About the authors: Amy Stephens, RD CSSD is a sports dietitian that works with NYU XC team and Empire Elite professional running team. 

Liam Dee is a local elite distance runner and running coach with NY Run Academy. Liam is based in Brooklyn, New York. 


The Importance of Supplements

The use of supplements within the world of sports and fitness is relatively widespread, being a means of addressing the various metabolic and dietary requirements of individual athletes. 

Supplementation of nutrients is not seen as a replacement or alternative to a complete and balanced diet. Further, the degree to which a supplement is effective is varying given the range of products available in today’s market. However, if an athlete is following a well-rounded diet, comprehensive studies have shown some supplements to stimulate modest improvements in sports performance, muscle strength and injury prevention. 

It’s important to note that not all products marketed as supplements are safe and effective; some can be ineffective at best and harmful at worst. Athletes are tempted to use any product that can give them an edge, so it is incredibly important to consult a professional and conduct appropriate research. 

We’ve included the supplements that are most commonly used by the NY Run Academy staff. With the exception of creatine, the staff regularly uses the supplements listed below.
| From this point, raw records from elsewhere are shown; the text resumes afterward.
mod gateway;
pub mod handler;
mod setup;


pub use gateway::IpConfGateway;
pub use setup::{ControlPlane, build_pingora_server, run, start_control_plane};
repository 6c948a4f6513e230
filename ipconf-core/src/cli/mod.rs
pub mod config;
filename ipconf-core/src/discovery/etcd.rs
use crate::discovery::{DiscoveryError, EndpointInfo, ServiceDiscovery, WatchHandler};
use async_trait::async_trait;
use etcd_client::{Client, ConnectOptions, EventType, GetOptions, PutOptions, WatchOptions};
use std::collections::HashMap;
use std::sync::{Arc, Mutex, PoisonError};
use std::time::Duration;

/// etcd-backed discovery: prefix watches with previous values, lease-bound registration.
pub struct EtcdDiscovery {
    client: Client,
    leases: Mutex<HashMap<String, i64>>,
}

impl EtcdDiscovery {
    pub async fn connect(endpoints: &[String], timeout: Duration) -> Result<Self, DiscoveryError> {
        let options = ConnectOptions::new()
            .with_connect_timeout(timeout)
            .with_timeout(timeout);
        let client = Client::connect(endpoints, Some(options)).await?;

        tracing::info!(?endpoints, "connected to etcd");

        Ok(Self {
            client,
            leases: Mutex::new(HashMap::new()),
        })
    }
}

#[async_trait]
impl ServiceDiscovery for EtcdDiscovery {
    async fn watch_service(
        &self,
        prefix: &str,
        handler: Arc<dyn WatchHandler>,
    ) -> Result<(), DiscoveryError> {
        let mut client = self.client.clone();

        let existing = client
            .get(prefix, Some(GetOptions::new().with_prefix()))
            .await?;
        for kv in existing.kvs() {
            handler.on_set(kv.key_str()?, kv.value_str()?);
        }

        // Resume right after the snapshot so nothing between get and watch is missed.
        let options = WatchOptions::new()
            .with_prefix()
            .with_prev_key()
            .with_start_revision(resume_revision(existing.header().map(|h| h.revision())));
        let (watcher, mut stream) = client.watch(prefix, Some(options)).await?;

        let prefix = prefix.to_string();
        tracing::info!(prefix, "etcd watch established");

        tokio::spawn(async move {
            // Dropping the watcher cancels the watch.
            let _watcher = watcher;

            loop {
                let response = match stream.message().await {
                    Ok(Some(response)) => response,
                    Ok(None) => {
                        handler.on_watch_lost(&prefix, "etcd watch stream closed");
                        return;
                    }
                    Err(e) => {
                        handler.on_watch_lost(&prefix, &format!("etcd watch stream failed: {e}"));
                        return;
                    }
                };

                if response.canceled() {
                    let reason = format!("etcd canceled the watch: {}", response.cancel_reason());
                    handler.on_watch_lost(&prefix, &reason);
                    return;
                }

                for event in response.events() {
                    match event.event_type() {
                        EventType::Put => {
                            if let Some(kv) = event.kv() {
                                match (kv.key_str(), kv.value_str()) {
                                    (Ok(key), Ok(value)) => handler.on_set(key, value),
                                    _ => tracing::warn!(prefix, "non-utf8 key or value skipped"),
                                }
                            }
                        }
                        EventType::Delete => {
                            let Some(key) = event.kv().and_then(|kv| kv.key_str().ok()) else {
                                continue;
                            };
                            let previous = event
                                .prev_kv()
                                .and_then(|kv| kv.value_str().ok())
                                .unwrap_or_default();
                            handler.on_delete(key, previous);
                        }
                    }
                }
            }
        });

        Ok(())
    }

    async fn register_service(
        &self,
        key: &str,
        info: &EndpointInfo,
        lease_ttl: Duration,
    ) -> Result<(), DiscoveryError> {
        let value = info.to_json().map_err(|source| DiscoveryError::Encode {
            key: key.to_string(),
            source,
        })?;

        let mut client = self.client.clone();

        // Re-registration refreshes the value under the lease that is already kept alive.
        let existing = self
            .leases
            .lock()
            .unwrap_or_else(PoisonError::into_inner)
            .get(key)
            .copied();
        if let Some(lease_id) = existing {
            client
                .put(key, value, Some(PutOptions::new().with_lease(lease_id)))
                .await?;
            return Ok(());
        }

        let lease = client
            .lease_grant(lease_ttl.as_secs().max(1) as i64, None)
            .await?;
        let lease_id = lease.id();

        client
            .put(key, value, Some(PutOptions::new().with_lease(lease_id)))
            .await?;

        let (mut keeper, mut responses) = client.lease_keep_alive(lease_id).await?;
        let refresh = (lease_ttl / 3).max(Duration::from_millis(500));
        let lease_key = key.to_string();

        tokio::spawn(async move {
            let mut ticker = tokio::time::interval(refresh);
            loop {
                ticker.tick().await;

                if let Err(e) = keeper.keep_alive().await {
                    tracing::warn!(key = %lease_key, error = %e, "lease keep-alive failed");
                    return;
                }

                match responses.message().await {
                    Ok(Some(resp)) => {
                        tracing::trace!(key = %lease_key, ttl = resp.ttl(), "lease renewed")
                    }
                    Ok(None) => return,
                    Err(e) => {
                        tracing::warn!(
                            key = %lease_key,
                            error = %e,
                            "lease keep-alive stream failed"
                        );
                        return;
                    }
                }
            }
        });

        self.leases
            .lock()
            .unwrap_or_else(PoisonError::into_inner)
            .insert(key.to_string(), lease_id);

        tracing::info!(key, lease_id, "service registered");
        Ok(())
    }

    async fn deregister_service(&self, key: &str) -> Result<(), DiscoveryError> {
        let lease_id = self
            .leases
            .lock()
            .unwrap_or_else(PoisonError::into_inner)
            .remove(key);

        let mut client = self.client.clone();
        match lease_id {
            Some(id) => {
                client.lease_revoke(id).await?;
            }
            None => {
                client.delete(key, None).await?;
            }
        }

        tracing::info!(key, "service deregistered");
        Ok(())
    }
}

/// First revision a watch must cover after a snapshot read at `snapshot_revision`.
///
/// Without a header the watch starts at the current revision.
pub(crate) fn resume_revision(snapshot_revision: Option<i64>) -> i64 {
    snapshot_revision.map_or(0, |revision| revision + 1)
}
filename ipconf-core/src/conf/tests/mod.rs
mod loader_tests;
Food first: Supplements are intended to supplement a healthy diet, not take the place of nutrients from food. Obtaining nutrients from food can offer other health benefits such as fiber, micronutrients and other phytochemicals, and helps regulate satiety. Supplements, unlike food, are absorbed directly into the bloodstream and bypass the gut. The gut is our natural defense that helps to excrete toxins. If this step is missed, concentrated amounts of the supplement are delivered directly to the bloodstream and broken down by the liver. The liver has a significant role breaking down other foods and medications and supplements can interfere with these other important processes.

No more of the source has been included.